*** Block opens ***
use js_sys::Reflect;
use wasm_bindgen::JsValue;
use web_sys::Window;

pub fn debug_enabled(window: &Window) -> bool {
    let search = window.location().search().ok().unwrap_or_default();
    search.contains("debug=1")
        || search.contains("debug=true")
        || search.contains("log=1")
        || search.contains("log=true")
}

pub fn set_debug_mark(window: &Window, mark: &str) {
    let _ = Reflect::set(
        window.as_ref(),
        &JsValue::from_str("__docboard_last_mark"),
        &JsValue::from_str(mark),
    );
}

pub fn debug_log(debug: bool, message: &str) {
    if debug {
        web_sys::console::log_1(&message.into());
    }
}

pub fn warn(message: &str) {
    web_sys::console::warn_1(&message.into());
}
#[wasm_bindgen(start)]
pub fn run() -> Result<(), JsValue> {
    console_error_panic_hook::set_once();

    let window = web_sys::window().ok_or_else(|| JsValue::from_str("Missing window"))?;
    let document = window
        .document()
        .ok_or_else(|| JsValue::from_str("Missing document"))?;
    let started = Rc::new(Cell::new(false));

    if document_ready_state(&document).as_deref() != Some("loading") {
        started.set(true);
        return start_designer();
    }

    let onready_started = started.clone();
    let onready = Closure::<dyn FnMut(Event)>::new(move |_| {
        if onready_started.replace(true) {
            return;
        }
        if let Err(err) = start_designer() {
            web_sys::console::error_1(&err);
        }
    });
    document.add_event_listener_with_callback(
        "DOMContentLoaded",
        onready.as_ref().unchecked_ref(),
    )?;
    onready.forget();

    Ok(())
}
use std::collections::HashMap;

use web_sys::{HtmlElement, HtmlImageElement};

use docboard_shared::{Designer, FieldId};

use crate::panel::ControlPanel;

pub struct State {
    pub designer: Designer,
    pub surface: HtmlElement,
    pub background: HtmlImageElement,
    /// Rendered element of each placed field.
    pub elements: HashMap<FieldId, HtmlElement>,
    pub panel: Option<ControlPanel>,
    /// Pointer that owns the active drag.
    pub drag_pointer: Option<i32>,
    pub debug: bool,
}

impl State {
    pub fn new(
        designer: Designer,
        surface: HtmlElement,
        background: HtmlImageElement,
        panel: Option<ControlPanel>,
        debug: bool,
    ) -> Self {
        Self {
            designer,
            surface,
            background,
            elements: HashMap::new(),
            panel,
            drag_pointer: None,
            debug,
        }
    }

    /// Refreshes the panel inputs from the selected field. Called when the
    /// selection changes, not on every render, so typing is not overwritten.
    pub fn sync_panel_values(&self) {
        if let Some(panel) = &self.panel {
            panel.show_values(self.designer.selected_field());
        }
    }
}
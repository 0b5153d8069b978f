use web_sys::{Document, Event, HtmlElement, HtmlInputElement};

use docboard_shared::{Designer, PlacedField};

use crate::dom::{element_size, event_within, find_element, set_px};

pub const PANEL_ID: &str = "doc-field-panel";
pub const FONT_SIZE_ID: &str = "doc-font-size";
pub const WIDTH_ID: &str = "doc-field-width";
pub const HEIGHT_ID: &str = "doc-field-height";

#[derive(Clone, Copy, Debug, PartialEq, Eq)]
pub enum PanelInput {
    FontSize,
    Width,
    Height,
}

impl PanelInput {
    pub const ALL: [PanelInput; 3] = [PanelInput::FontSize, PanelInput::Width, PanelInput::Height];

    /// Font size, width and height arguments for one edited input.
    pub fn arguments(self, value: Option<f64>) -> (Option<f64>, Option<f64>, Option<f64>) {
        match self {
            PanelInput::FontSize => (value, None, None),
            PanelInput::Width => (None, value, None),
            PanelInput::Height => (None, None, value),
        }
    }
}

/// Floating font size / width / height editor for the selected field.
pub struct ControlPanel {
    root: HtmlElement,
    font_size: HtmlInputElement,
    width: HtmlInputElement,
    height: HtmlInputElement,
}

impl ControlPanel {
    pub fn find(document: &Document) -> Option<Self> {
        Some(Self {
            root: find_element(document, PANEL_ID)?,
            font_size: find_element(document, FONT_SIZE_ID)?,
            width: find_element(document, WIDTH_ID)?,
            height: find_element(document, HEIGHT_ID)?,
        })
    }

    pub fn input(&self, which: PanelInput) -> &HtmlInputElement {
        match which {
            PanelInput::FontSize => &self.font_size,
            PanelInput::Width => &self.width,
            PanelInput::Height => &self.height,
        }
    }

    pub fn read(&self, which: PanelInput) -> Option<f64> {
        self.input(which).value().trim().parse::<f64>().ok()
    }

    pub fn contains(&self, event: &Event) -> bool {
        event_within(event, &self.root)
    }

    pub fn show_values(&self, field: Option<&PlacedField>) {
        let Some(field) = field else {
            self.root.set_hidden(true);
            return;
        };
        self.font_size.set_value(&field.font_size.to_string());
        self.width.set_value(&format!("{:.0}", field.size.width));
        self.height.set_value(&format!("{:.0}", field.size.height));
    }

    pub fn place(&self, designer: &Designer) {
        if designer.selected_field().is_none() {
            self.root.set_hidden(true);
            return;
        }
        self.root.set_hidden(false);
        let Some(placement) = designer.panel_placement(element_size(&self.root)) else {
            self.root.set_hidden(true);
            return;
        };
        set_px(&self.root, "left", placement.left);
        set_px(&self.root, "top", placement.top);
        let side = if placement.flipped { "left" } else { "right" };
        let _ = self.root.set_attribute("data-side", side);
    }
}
*** Block closes ***
Using the material above, transcribe exactly the lines from the line with "repository 0b5153d8069b978f" to the line with "pub const ALL: [PanelInput;"; both count, and nothing else goes in.

repository 0b5153d8069b978f
use web_sys::{Document, Event, HtmlElement, HtmlInputElement};

use docboard_shared::{Designer, PlacedField};

use crate::dom::{element_size, event_within, find_element, set_px};

pub const PANEL_ID: &str = "doc-field-panel";
pub const FONT_SIZE_ID: &str = "doc-font-size";
pub const WIDTH_ID: &str = "doc-field-width";
pub const HEIGHT_ID: &str = "doc-field-height";

#[derive(Clone, Copy, Debug, PartialEq, Eq)]
pub enum PanelInput {
    FontSize,
    Width,
    Height,
}

impl PanelInput {
    pub const ALL: [PanelInput; 3] = [PanelInput::FontSize, PanelInput::Width, PanelInput::Height];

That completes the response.